Announced through Adobe's official blog, Illustrator CC takes a cue from users by incorporating a number of highly requested features like straightforward image cropping, a function previously accomplished by offloading documents to other apps.
With Image Crop, Illustrator CC users now have the ability to immediately crop images placed into a document with intuitive crop handles. Much like cropping tools offered in other Adobe products, including the flagship Photoshop CC, Image Crop in Illustrator CC comes with measurement tools and a familiar dotted bounding line.
In addition to inline image edits, Image Crop automatically discards unused image data to reduce file sizes and improve overall performance.

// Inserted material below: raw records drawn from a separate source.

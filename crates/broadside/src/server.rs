//! `BroadsideServer` builder and server loop.
//!
//! Ties the layers together: transport → protocol → registry → sessions.

use std::net::SocketAddr;
use std::sync::Arc;
use std::time::Duration;

use broadside_protocol::{Codec, JsonCodec};
use broadside_session::{ConnectionRegistry, SessionConfig, SessionManager};
use broadside_transport::{Transport, WebSocketTransport};
use tokio::sync::Mutex;

use crate::handler::handle_connection;
use crate::{Authenticator, BroadsideError, GuestAuthenticator};

/// How long a new connection has to send its `handshake` frame.
pub const HANDSHAKE_TIMEOUT: Duration = Duration::from_secs(5);

/// Shared server state passed to each connection handler task.
pub(crate) struct ServerState<A: Authenticator, C: Codec> {
    pub(crate) sessions: Mutex<SessionManager>,
    pub(crate) registry: Arc<ConnectionRegistry>,
    pub(crate) auth: A,
    pub(crate) codec: C,
}

/// Builder for configuring and starting a Broadside server.
pub struct BroadsideServerBuilder {
    bind_addr: String,
    session_config: SessionConfig,
}

impl BroadsideServerBuilder {
    pub fn new() -> Self {
        Self {
            bind_addr: "127.0.0.1:8080".to_string(),
            session_config: SessionConfig::default(),
        }
    }

    /// Sets the address to bind to. Port 0 picks a free one.
    pub fn bind(mut self, addr: &str) -> Self {
        self.bind_addr = addr.to_string();
        self
    }

    pub fn session_config(mut self, config: SessionConfig) -> Self {
        self.session_config = config;
        self
    }

    /// Binds the listener and builds the server with `auth`.
    pub async fn build<A: Authenticator>(
        self,
        auth: A,
    ) -> Result<BroadsideServer<A, JsonCodec>, BroadsideError> {
        let transport = WebSocketTransport::bind(&self.bind_addr).await?;
        let registry = Arc::new(ConnectionRegistry::new());

        let state = Arc::new(ServerState {
            sessions: Mutex::new(SessionManager::new(
                self.session_config,
                Arc::clone(&registry),
            )),
            registry,
            auth,
            codec: JsonCodec,
        });

        Ok(BroadsideServer { transport, state })
    }
}

impl Default for BroadsideServerBuilder {
    fn default() -> Self {
        Self::new()
    }
}

/// A bound Broadside server. Call [`run()`](Self::run) to start serving.
pub struct BroadsideServer<A: Authenticator, C: Codec> {
    transport: WebSocketTransport,
    state: Arc<ServerState<A, C>>,
}

impl BroadsideServer<GuestAuthenticator, JsonCodec> {
    /// Shorthand for [`BroadsideServerBuilder::new()`]. The authenticator
    /// passed to `build` still decides the server's type.
    pub fn builder() -> BroadsideServerBuilder {
        BroadsideServerBuilder::new()
    }
}

impl<A: Authenticator, C: Codec> BroadsideServer<A, C> {
    pub fn local_addr(&self) -> Result<SocketAddr, BroadsideError> {
        Ok(self.transport.local_addr()?)
    }

    /// Accepts connections until the process ends, spawning a handler task
    /// for each and a background task that sweeps stale sessions.
    pub async fn run(mut self) -> Result<(), BroadsideError> {
        let sweep_every = self.state.sessions.lock().await.config().sweep_interval;
        tokio::spawn(sweep_loop(Arc::clone(&self.state), sweep_every));
        tracing::info!("Broadside server running");

        loop {
            match self.transport.accept().await {
                Ok(conn) => {
                    let state = Arc::clone(&self.state);
                    tokio::spawn(async move {
                        if let Err(e) = handle_connection(conn, state).await {
                            tracing::debug!(error = %e, "connection ended with error");
                        }
                    });
                }
                Err(e) => {
                    tracing::error!(error = %e, "accept failed");
                }
            }
        }
    }
}

async fn sweep_loop<A: Authenticator, C: Codec>(state: Arc<ServerState<A, C>>, every: Duration) {
    let mut interval = tokio::time::interval(every.max(Duration::from_millis(1)));
    interval.tick().await;
    loop {
        interval.tick().await;

        // Query the actors without holding the manager lock.
        let (snapshot, stale_after) = {
            let sessions = state.sessions.lock().await;
            (sessions.snapshot(), sessions.config().stale_after)
        };
        let stale = SessionManager::find_stale(&snapshot, stale_after).await;
        drop(snapshot);
        if stale.is_empty() {
            continue;
        }

        let detached = state.sessions.lock().await.detach(&stale);
        for handle in detached {
            let _ = handle.shutdown().await;
        }
        tracing::debug!(count = stale.len(), "sweep finished");
    }
}
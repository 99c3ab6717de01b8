//! The shared 10×10 board.
//!
//! The stored board is the attack history of a game: the engine only ever
//! writes [`Cell::Miss`] and [`Cell::Hit`]. Ship cells appear only in the
//! derived [`Board::player_view`], which paints the viewer's own fleet.

use serde::{Deserialize, Deserializer, Serialize, Serializer};

use crate::ship::{Position, ShipSet};

/// Side length of the board.
pub const BOARD_SIZE: usize = 10;

/// State of one cell. Serialized as its numeric code (0 to 3).
#[derive(Debug, Clone, Copy, PartialEq, Eq, Default)]
#[repr(u8)]
pub enum Cell {
    #[default]
    Empty = 0,
    Ship = 1,
    Miss = 2,
    Hit = 3,
}

impl Cell {
    /// `true` for cells that have already been fired at.
    pub fn is_explored(self) -> bool {
        matches!(self, Cell::Miss | Cell::Hit)
    }
}

impl TryFrom<u8> for Cell {
    type Error = u8;

    fn try_from(code: u8) -> Result<Self, Self::Error> {
        match code {
            0 => Ok(Cell::Empty),
            1 => Ok(Cell::Ship),
            2 => Ok(Cell::Miss),
            3 => Ok(Cell::Hit),
            other => Err(other),
        }
    }
}

impl Serialize for Cell {
    fn serialize<S: Serializer>(&self, serializer: S) -> Result<S::Ok, S::Error> {
        serializer.serialize_u8(*self as u8)
    }
}

impl<'de> Deserialize<'de> for Cell {
    fn deserialize<D: Deserializer<'de>>(deserializer: D) -> Result<Self, D::Error> {
        let code = u8::deserialize(deserializer)?;
        Cell::try_from(code)
            .map_err(|c| serde::de::Error::custom(format!("unknown cell code {c}")))
    }
}

/// A 10×10 grid indexed `[y][x]`.
#[derive(Debug, Clone, PartialEq, Eq, Default, Serialize, Deserialize)]
#[serde(transparent)]
pub struct Board {
    cells: [[Cell; BOARD_SIZE]; BOARD_SIZE],
}

impl Board {
    /// An all-empty board.
    pub fn new() -> Self {
        Self::default()
    }

    /// Returns the cell at `pos`, or `None` off the board.
    pub fn get(&self, pos: Position) -> Option<Cell> {
        if !pos.is_valid() {
            return None;
        }
        Some(self.cells[pos.y as usize][pos.x as usize])
    }

    /// Writes `cell` at `pos`. Off-board writes are ignored.
    pub fn set(&mut self, pos: Position, cell: Cell) {
        if pos.is_valid() {
            self.cells[pos.y as usize][pos.x as usize] = cell;
        }
    }

    /// Every position on the board, row by row.
    pub fn positions() -> impl Iterator<Item = Position> {
        (0..BOARD_SIZE as i64)
            .flat_map(|y| (0..BOARD_SIZE as i64).map(move |x| Position::new(x, y)))
    }

    /// Positions whose cell is still [`Cell::Empty`].
    pub fn unexplored(&self) -> impl Iterator<Item = Position> + '_ {
        Self::positions().filter(|pos| self.get(*pos) == Some(Cell::Empty))
    }

    /// Number of cells in state `cell`.
    pub fn count(&self, cell: Cell) -> usize {
        self.cells.iter().flatten().filter(|c| **c == cell).count()
    }

    /// Rows of the grid, for rendering.
    pub fn rows(&self) -> &[[Cell; BOARD_SIZE]; BOARD_SIZE] {
        &self.cells
    }

    /// The board as seen by the owner of `own_fleet`.
    ///
    /// A copy of the attack log with the viewer's un-struck ship cells
    /// painted [`Cell::Ship`]. Any `Ship` cell that does not belong to the
    /// viewer is redacted to `Empty`.
    pub fn player_view(&self, own_fleet: Option<&ShipSet>) -> Board {
        let mut view = self.clone();
        for row in view.cells.iter_mut() {
            for cell in row.iter_mut() {
                if *cell == Cell::Ship {
                    *cell = Cell::Empty;
                }
            }
        }
        if let Some(fleet) = own_fleet {
            for pos in fleet.ships.iter().flat_map(|ship| ship.positions()) {
                if view.get(pos) == Some(Cell::Empty) {
                    view.set(pos, Cell::Ship);
                }
            }
        }
        view
    }
}
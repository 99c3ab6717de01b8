//! In-game messages: what players send to a session and what it sends back.
//!
//! Both enums are adjacently tagged, so a variant maps one-to-one onto a
//! wire frame: the tag is the frame `type` and the fields are its `data`.

use broadside_engine::{AttackStatus, Position, RawShip, Ship};
use broadside_protocol::{Frame, GameId, PlayerIndex, ProtocolError};
use serde::{Deserialize, Serialize};

// ---------------------------------------------------------------------------
// Inbound
// ---------------------------------------------------------------------------

/// A player action addressed to one game.
#[derive(Debug, Clone, PartialEq, Eq, Serialize, Deserialize)]
#[serde(tag = "type", content = "data", rename_all_fields = "camelCase")]
pub enum ClientAction {
    /// Submit a fleet. Directions are in the client's sense.
    #[serde(rename = "add_ships")]
    AddShips { game_id: GameId, ships: Vec<RawShip> },

    #[serde(rename = "attack")]
    Attack { game_id: GameId, x: i64, y: i64 },

    /// Fire at a random unexplored cell.
    #[serde(rename = "randomAttack")]
    RandomAttack { game_id: GameId },
}

impl ClientAction {
    /// The game this action is for.
    pub fn game_id(&self) -> GameId {
        match self {
            Self::AddShips { game_id, .. }
            | Self::Attack { game_id, .. }
            | Self::RandomAttack { game_id } => *game_id,
        }
    }

    /// Wire name, for logging.
    pub fn kind(&self) -> &'static str {
        match self {
            Self::AddShips { .. } => "add_ships",
            Self::Attack { .. } => "attack",
            Self::RandomAttack { .. } => "randomAttack",
        }
    }

    pub fn from_frame(frame: &Frame) -> Result<Self, ProtocolError> {
        frame.to_tagged()
    }

    pub fn to_frame(&self, id: u64) -> Result<Frame, ProtocolError> {
        Frame::from_tagged(self, id)
    }
}

// ---------------------------------------------------------------------------
// Outbound
// ---------------------------------------------------------------------------

/// Text sent to a player whose fleet is in while the opponent's is not.
pub const WAIT_FOR_OPPONENT: &str = "Waiting for opponent to place ships";

/// Events a session pushes to its players.
#[derive(Debug, Clone, PartialEq, Serialize, Deserialize)]
#[serde(
    tag = "type",
    content = "data",
    rename_all = "snake_case",
    rename_all_fields = "camelCase"
)]
pub enum ServerEvent {
    /// Result of a shot. `current_player` is who moves next.
    Attack {
        position: Position,
        current_player: PlayerIndex,
        status: AttackStatus,
    },

    Turn { current_player: PlayerIndex },

    Finish { win_player: PlayerIndex },

    WaitForOpponent { message: String },

    /// The recipient's own fleet and the player who shoots first.
    StartGame {
        ships: Vec<Ship>,
        current_player_index: PlayerIndex,
    },

    Error { message: String },
}

impl ServerEvent {
    pub fn wait_for_opponent() -> Self {
        Self::WaitForOpponent {
            message: WAIT_FOR_OPPONENT.to_string(),
        }
    }

    /// Encodes the event as a push frame (id 0).
    pub fn to_frame(&self) -> Result<Frame, ProtocolError> {
        Frame::from_tagged(self, 0)
    }

    pub fn from_frame(frame: &Frame) -> Result<Self, ProtocolError> {
        frame.to_tagged()
    }
}
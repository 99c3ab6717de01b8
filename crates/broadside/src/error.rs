//! Unified error type for the Broadside server.

use broadside_engine::EngineError;
use broadside_protocol::ProtocolError;
use broadside_session::SessionError;
use broadside_transport::TransportError;

use crate::AuthError;

/// Top-level error wrapping every crate-specific error, so `?` works
/// across layers.
#[derive(Debug, thiserror::Error)]
pub enum BroadsideError {
    #[error(transparent)]
    Transport(#[from] TransportError),

    #[error(transparent)]
    Protocol(#[from] ProtocolError),

    #[error(transparent)]
    Session(#[from] SessionError),

    #[error(transparent)]
    Engine(#[from] EngineError),

    #[error(transparent)]
    Auth(#[from] AuthError),
}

Aside from the new cropping option, Illustrator CC introduces a Color Themes Panel for creating, exploring and saving color themes for later use. The panel UI also extends to other Adobe apps, offering users consistency across various platforms. For example, themes can be generated from pictures taken with the Adobe Capture mobile app, which are then pushed to Illustrator through Adobe's cloud.
As for InDesign CC, the document layout software received a new UI that lets users jump between Adobe apps and flagship cloud features. A redesigned New Document Panel is included for quickly starting new projects with document presets and recent document settings.
Further embedding Adobe CC elements into the main app is integration with templates from Adobe Stock, which can be accessed via the New Document Panel.
Adobe's Creative Cloud plans start at $19.99 per month for single apps like Illustrator CC, while access to all CC apps comes in at $49.99 per month.
21 Comments
I'm cool with some of the overdue new features.
But it stop freaking messing with the UI every other update. You guys are killing my productivity.
It's nice that Adobe drops feature upgrades every few months these days.
funny how motivated they are to keep innovating when they want you to keep paying every month.
I kept my CS5 suite and refuse to "upgrade" to this rentware lunacy.
I recently learned Illustrator as a side activity to game development. While it's a great tool, the subscription model of about $250 every year is hard to justify for an occasional artist. Freeware alternatives like Inkscape can often suffice.